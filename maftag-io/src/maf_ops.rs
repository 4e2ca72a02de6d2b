//! Repeat tagging for mutation tables.
//!
//! [`tag_table`] appends an `In_repeats` column flagging every row whose
//! span overlaps an indexed simple repeat on the same chromosome;
//! [`MafFile`] is the file-level entry point that loads both inputs and
//! runs the tagging in one call.

use std::collections::BTreeMap;
use std::path::{Path, PathBuf};

use maftag_core::{MaftagError, Result};
use maftag_omics::RepeatCatalog;

use crate::maf::{parse_maf, write_maf, MafTable};
use crate::repeats::parse_repeats;

/// Name of the column appended by tagging.
pub const IN_REPEATS_COLUMN: &str = "In_repeats";

const CHROMOSOME_COLUMN: &str = "Chromosome";
const START_COLUMN: &str = "Start_Position";
const END_COLUMN: &str = "End_Position";

/// Tag every row of `table` with an `In_repeats` flag.
///
/// Rows are grouped by their `Chromosome` value and the groups are
/// concatenated in ascending chromosome order, keeping the original
/// relative order inside each group. A row is tagged `1` when its
/// half-open span `[Start_Position, End_Position + 1)` intersects at
/// least one indexed repeat and `0` otherwise; both position columns are
/// inclusive, hence the `+ 1`. Chromosomes with no indexed repeats tag
/// every row `0`.
///
/// # Errors
///
/// Returns `InvalidInput` if a required column is missing and `Parse` if
/// a position value is not an unsigned integer.
pub fn tag_table(table: &MafTable, catalog: &RepeatCatalog) -> Result<MafTable> {
    let chrom_idx = require_column(table, CHROMOSOME_COLUMN)?;
    let start_idx = require_column(table, START_COLUMN)?;
    let end_idx = require_column(table, END_COLUMN)?;

    // Group row indices by chromosome, preserving in-group input order
    let mut groups: BTreeMap<&str, Vec<usize>> = BTreeMap::new();
    for (row_idx, row) in table.rows().iter().enumerate() {
        groups
            .entry(row[chrom_idx].as_str())
            .or_default()
            .push(row_idx);
    }

    let mut columns = table.columns().to_vec();
    columns.push(IN_REPEATS_COLUMN.to_string());

    let mut rows = Vec::with_capacity(table.n_rows());
    for (chrom, row_indices) in groups {
        for row_idx in row_indices {
            let row = &table.rows()[row_idx];
            let start = parse_position(&row[start_idx], START_COLUMN, row_idx)?;
            let end = parse_position(&row[end_idx], END_COLUMN, row_idx)?;

            let hit = catalog.overlaps(chrom, start, end + 1);
            let mut tagged = row.clone();
            tagged.push(if hit { "1" } else { "0" }.to_string());
            rows.push(tagged);
        }
    }

    MafTable::new(columns, rows)
}

fn require_column(table: &MafTable, name: &str) -> Result<usize> {
    table
        .column_index(name)
        .ok_or_else(|| MaftagError::InvalidInput(format!("missing required column '{}'", name)))
}

fn parse_position(value: &str, column: &str, row_idx: usize) -> Result<u64> {
    value.trim().parse().map_err(|_| {
        MaftagError::Parse(format!(
            "row {}: invalid {} '{}'",
            row_idx + 1,
            column,
            value
        ))
    })
}

/// A mutation-annotation file on disk.
///
/// Construct with the table's path, then call [`MafFile::tag_repeats`]
/// with a simple-repeat reference table:
///
/// ```no_run
/// use maftag_io::MafFile;
///
/// # fn main() -> maftag_core::Result<()> {
/// let maf = MafFile::new("variants.maf");
///
/// // In-memory result
/// let tagged = maf.tag_repeats("simpleRepeat.txt", None)?;
///
/// // Or written to disk
/// use std::path::Path;
/// maf.tag_repeats("simpleRepeat.txt", Some(Path::new("tagged.maf")))?;
/// # Ok(())
/// # }
/// ```
#[derive(Debug, Clone)]
pub struct MafFile {
    path: PathBuf,
}

impl MafFile {
    /// Create a handle for the mutation table at `path`.
    pub fn new(path: impl Into<PathBuf>) -> Self {
        Self { path: path.into() }
    }

    /// Path of the underlying table.
    pub fn path(&self) -> &Path {
        &self.path
    }

    /// Tag the table against the simple-repeat reference at `repeats`.
    ///
    /// Without an output path the tagged table is returned. With one, the
    /// table is written there as tab-delimited text (surrounding
    /// whitespace in the path is trimmed first) and `None` is returned.
    pub fn tag_repeats(
        &self,
        repeats: impl AsRef<Path>,
        output: Option<&Path>,
    ) -> Result<Option<MafTable>> {
        let regions = parse_repeats(repeats)?;
        let catalog = RepeatCatalog::from_regions(regions);

        let table = parse_maf(&self.path)?;
        let tagged = tag_table(&table, &catalog)?;

        match output {
            None => Ok(Some(tagged)),
            Some(out) => {
                write_maf(&tagged, trim_path(out))?;
                Ok(None)
            }
        }
    }
}

/// Strip surrounding whitespace from a path's textual form.
fn trim_path(path: &Path) -> PathBuf {
    match path.to_str() {
        Some(s) => PathBuf::from(s.trim()),
        None => path.to_path_buf(),
    }
}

Task details
Wherever a line of the records above contains the string "output", copy that line out.

Response below
    /// Without an output path the tagged table is returned. With one, the
        output: Option<&Path>,
        match output {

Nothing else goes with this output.